◆ **TO DO**
Two lines below mark the span: the one containing "(faster, avoids sqrt)" and the one containing "pub fn dot(&self, other: &WorldPoint)". Set down both, plus every line between, exactly as they stand, and nothing else.

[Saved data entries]
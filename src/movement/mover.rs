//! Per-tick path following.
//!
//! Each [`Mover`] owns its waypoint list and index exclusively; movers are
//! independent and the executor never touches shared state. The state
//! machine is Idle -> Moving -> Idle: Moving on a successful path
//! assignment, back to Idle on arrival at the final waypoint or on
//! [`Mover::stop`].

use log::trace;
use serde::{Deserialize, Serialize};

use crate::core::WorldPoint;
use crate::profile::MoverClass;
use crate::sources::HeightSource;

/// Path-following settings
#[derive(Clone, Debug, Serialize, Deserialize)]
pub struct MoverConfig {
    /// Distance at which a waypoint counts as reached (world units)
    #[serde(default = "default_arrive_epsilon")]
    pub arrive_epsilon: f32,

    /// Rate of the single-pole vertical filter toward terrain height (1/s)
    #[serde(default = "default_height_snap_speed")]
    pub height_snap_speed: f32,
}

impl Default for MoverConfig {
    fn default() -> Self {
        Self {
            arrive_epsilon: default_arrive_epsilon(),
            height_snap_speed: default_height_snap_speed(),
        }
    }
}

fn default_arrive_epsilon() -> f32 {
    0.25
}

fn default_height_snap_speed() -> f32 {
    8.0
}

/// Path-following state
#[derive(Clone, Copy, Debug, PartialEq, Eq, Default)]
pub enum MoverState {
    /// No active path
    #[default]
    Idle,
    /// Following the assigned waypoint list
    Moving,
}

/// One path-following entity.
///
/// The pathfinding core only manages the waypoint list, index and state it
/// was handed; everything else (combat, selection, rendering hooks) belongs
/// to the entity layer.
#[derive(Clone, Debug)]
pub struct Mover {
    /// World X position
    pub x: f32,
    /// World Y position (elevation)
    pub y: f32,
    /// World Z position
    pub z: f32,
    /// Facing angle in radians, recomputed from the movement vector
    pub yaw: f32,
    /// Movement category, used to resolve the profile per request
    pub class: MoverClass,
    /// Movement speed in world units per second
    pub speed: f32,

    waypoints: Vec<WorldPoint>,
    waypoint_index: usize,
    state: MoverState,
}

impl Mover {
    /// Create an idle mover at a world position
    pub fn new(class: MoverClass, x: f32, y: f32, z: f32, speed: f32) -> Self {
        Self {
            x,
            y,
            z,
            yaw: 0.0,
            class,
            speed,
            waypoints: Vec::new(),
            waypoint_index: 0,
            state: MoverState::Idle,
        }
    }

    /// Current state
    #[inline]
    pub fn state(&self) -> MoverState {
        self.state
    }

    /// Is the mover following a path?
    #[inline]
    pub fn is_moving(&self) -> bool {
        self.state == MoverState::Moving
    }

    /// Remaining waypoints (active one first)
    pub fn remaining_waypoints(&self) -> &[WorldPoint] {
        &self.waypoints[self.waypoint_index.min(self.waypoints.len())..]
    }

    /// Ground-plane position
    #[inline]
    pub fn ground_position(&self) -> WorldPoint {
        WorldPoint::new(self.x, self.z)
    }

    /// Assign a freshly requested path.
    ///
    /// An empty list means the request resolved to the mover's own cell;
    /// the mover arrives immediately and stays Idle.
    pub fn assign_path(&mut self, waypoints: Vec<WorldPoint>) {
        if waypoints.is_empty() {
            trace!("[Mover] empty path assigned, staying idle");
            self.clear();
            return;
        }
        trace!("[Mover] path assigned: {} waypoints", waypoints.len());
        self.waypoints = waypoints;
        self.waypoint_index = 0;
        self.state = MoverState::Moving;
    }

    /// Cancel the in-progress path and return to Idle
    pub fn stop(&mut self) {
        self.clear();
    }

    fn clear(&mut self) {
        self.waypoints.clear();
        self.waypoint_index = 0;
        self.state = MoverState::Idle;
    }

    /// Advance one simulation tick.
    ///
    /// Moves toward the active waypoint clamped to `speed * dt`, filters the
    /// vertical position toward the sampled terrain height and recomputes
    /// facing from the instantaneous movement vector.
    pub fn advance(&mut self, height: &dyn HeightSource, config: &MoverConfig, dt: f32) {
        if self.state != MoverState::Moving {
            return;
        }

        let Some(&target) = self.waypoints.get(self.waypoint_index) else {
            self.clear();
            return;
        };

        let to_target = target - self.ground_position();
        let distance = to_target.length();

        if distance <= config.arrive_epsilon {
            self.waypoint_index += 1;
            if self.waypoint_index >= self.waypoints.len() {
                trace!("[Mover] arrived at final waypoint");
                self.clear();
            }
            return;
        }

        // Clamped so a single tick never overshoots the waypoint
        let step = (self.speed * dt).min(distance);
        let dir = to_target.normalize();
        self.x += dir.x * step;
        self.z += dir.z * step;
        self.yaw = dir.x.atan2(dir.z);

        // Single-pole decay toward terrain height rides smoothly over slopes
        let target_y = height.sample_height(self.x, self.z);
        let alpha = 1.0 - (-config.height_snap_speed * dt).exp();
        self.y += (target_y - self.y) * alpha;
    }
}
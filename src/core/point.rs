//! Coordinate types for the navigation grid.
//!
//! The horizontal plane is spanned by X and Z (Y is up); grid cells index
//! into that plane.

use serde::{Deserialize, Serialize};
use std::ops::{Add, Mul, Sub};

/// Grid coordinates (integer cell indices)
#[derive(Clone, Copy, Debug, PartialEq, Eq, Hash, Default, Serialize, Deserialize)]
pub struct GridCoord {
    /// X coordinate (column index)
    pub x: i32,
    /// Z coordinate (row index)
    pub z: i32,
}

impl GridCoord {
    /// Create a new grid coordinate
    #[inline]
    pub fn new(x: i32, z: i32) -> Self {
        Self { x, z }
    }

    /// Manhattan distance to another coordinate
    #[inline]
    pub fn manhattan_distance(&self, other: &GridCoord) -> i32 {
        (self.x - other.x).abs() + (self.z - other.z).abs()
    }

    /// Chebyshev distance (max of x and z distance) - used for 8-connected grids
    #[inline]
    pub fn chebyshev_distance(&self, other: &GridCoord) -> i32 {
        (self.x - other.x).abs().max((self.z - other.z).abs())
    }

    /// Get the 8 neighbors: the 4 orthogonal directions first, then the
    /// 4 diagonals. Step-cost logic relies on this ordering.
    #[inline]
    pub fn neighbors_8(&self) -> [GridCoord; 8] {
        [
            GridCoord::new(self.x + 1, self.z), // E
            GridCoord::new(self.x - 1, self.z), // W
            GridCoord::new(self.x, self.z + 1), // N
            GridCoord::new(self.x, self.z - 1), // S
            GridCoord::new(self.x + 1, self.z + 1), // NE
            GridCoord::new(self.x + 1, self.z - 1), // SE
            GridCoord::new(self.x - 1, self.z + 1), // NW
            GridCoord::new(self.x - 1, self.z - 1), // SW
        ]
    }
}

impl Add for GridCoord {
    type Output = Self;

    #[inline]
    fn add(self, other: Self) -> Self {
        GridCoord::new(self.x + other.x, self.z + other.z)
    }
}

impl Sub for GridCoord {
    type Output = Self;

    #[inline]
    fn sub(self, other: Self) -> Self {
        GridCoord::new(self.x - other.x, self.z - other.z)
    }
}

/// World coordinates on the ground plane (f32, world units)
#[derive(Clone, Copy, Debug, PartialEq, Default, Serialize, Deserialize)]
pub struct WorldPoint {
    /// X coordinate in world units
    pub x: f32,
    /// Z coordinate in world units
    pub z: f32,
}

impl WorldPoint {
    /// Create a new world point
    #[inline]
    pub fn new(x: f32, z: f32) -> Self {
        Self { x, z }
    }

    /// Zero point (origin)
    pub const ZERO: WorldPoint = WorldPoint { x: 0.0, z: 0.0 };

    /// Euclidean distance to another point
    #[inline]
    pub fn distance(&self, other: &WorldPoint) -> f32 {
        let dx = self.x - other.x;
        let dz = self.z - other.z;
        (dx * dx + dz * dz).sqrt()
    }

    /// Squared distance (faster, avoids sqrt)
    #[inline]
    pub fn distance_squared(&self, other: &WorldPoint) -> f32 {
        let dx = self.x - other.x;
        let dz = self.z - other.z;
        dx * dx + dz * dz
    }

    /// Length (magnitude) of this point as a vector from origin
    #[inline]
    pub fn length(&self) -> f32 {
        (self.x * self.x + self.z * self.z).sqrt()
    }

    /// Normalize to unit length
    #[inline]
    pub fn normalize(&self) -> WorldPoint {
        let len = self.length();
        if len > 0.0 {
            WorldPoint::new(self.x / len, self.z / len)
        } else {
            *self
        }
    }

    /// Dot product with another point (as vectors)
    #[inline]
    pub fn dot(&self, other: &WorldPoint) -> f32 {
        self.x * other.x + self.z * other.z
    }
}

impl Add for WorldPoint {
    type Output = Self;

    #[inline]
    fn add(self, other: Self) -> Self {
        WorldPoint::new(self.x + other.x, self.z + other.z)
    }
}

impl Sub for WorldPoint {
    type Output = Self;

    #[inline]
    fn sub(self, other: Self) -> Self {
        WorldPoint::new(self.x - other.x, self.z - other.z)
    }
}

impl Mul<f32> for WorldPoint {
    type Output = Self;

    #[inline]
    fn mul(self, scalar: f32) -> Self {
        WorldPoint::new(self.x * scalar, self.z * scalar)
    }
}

◆ **YOUR SOLUTION**
    /// Squared distance (faster, avoids sqrt)
    #[inline]
    pub fn distance_squared(&self, other: &WorldPoint) -> f32 {
        let dx = self.x - other.x;
        let dz = self.z - other.z;
        dx * dx + dz * dz
    }

    /// Length (magnitude) of this point as a vector from origin
    #[inline]
    pub fn length(&self) -> f32 {
        (self.x * self.x + self.z * self.z).sqrt()
    }

    /// Normalize to unit length
    #[inline]
    pub fn normalize(&self) -> WorldPoint {
        let len = self.length();
        if len > 0.0 {
            WorldPoint::new(self.x / len, self.z / len)
        } else {
            *self
        }
    }

    /// Dot product with another point (as vectors)
    #[inline]
    pub fn dot(&self, other: &WorldPoint) -> f32 {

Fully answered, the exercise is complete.